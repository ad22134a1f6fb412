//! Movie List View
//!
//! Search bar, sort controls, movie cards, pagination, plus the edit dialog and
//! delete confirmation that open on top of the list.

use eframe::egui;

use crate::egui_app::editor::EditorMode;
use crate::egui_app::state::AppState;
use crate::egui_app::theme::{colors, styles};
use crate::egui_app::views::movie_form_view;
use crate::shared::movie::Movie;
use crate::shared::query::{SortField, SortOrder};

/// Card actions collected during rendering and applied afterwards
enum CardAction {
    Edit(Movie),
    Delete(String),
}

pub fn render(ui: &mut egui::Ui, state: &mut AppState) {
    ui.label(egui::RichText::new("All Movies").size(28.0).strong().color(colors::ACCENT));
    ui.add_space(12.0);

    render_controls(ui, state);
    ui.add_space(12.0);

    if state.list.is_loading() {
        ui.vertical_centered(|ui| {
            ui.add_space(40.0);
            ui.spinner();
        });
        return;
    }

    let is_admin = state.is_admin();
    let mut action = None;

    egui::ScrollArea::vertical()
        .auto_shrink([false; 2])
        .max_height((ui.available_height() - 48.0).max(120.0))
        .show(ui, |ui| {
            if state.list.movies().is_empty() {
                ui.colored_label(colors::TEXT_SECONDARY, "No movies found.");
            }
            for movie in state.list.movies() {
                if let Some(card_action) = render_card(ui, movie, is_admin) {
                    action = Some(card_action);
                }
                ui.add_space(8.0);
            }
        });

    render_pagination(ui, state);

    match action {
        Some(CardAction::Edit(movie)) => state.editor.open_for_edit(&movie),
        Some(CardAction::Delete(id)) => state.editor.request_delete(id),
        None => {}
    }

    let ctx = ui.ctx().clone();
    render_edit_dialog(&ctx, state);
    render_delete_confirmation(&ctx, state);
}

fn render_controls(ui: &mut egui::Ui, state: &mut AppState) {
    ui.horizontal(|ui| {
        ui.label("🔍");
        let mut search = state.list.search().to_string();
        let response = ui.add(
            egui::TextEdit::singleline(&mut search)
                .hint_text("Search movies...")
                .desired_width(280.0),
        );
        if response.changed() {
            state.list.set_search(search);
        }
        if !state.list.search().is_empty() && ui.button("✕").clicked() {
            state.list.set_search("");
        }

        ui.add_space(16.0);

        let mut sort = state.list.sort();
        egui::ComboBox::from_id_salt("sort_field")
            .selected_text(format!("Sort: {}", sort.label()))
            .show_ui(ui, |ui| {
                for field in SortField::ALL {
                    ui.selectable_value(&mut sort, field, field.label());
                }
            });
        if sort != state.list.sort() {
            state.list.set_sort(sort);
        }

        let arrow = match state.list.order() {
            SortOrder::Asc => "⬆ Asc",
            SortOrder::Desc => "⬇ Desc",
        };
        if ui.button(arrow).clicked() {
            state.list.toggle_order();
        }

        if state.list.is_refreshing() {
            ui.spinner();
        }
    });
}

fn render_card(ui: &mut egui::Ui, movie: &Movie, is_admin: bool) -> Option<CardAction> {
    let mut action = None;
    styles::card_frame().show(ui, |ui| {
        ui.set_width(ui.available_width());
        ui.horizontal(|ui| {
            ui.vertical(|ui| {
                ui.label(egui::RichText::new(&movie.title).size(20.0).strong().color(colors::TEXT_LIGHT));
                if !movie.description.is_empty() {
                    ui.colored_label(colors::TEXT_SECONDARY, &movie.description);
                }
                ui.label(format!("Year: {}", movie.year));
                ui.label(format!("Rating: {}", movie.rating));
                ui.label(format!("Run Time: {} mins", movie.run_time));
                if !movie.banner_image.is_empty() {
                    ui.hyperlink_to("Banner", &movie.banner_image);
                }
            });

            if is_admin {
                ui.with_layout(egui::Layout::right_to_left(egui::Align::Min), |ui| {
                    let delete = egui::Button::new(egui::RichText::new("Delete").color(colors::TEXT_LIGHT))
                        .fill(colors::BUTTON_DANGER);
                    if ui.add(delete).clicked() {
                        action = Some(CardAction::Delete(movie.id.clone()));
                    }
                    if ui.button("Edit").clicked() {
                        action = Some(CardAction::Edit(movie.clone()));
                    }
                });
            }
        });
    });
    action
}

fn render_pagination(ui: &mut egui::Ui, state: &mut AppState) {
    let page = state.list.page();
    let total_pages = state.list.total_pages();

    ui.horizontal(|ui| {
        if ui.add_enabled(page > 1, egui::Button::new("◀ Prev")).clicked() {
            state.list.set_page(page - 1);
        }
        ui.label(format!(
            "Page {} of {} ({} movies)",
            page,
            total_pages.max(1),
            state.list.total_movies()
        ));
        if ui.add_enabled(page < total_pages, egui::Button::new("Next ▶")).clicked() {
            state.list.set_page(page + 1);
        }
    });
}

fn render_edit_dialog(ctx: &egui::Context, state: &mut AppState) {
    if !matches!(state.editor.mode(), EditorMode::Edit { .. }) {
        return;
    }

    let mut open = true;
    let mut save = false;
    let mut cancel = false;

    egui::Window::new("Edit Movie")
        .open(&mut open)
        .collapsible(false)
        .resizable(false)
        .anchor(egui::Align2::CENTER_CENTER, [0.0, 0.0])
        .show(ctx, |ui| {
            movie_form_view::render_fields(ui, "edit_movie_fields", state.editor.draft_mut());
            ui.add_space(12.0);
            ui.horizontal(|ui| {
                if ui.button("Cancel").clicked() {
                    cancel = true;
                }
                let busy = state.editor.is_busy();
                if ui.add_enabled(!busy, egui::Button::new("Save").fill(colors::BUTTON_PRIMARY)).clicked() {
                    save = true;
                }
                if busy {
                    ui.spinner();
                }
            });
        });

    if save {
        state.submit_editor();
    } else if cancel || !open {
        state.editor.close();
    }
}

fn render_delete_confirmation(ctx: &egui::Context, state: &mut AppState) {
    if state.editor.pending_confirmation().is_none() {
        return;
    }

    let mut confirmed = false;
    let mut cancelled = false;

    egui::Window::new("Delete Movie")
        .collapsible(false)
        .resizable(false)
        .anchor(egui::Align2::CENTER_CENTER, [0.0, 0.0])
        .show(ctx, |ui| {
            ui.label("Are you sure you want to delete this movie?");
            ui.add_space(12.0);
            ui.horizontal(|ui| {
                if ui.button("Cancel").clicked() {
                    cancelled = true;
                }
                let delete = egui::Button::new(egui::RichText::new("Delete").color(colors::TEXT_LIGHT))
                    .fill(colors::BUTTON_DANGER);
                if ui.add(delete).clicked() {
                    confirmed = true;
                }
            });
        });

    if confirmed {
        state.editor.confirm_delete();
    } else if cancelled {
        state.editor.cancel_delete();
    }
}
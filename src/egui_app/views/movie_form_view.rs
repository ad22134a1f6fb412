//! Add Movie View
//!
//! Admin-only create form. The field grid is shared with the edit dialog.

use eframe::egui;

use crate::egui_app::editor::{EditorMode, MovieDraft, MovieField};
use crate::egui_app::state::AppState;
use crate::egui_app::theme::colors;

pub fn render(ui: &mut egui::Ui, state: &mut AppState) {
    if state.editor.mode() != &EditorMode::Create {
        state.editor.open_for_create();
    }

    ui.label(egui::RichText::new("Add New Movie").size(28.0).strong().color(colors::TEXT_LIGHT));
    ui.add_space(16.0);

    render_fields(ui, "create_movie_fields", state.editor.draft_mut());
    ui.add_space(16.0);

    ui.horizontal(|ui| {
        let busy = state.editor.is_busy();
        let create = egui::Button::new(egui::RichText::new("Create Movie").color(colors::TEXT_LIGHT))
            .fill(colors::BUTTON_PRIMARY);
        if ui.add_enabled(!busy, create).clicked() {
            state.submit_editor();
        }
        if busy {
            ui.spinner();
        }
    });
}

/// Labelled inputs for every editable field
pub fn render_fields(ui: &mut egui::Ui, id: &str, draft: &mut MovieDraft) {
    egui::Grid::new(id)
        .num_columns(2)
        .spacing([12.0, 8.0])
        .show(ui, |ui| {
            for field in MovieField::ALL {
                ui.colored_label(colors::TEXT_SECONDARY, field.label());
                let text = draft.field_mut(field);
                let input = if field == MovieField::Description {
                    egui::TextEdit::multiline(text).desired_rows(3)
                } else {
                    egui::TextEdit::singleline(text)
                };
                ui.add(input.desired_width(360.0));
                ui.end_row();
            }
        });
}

......

Output nothing but the line containing "egui::TextEdit::multiline(text).desired_rows(3)" and each line after it in the entries above, exactly as written.

                    egui::TextEdit::multiline(text).desired_rows(3)
                } else {
                    egui::TextEdit::singleline(text)
                };
                ui.add(input.desired_width(360.0));
                ui.end_row();
            }
        });
}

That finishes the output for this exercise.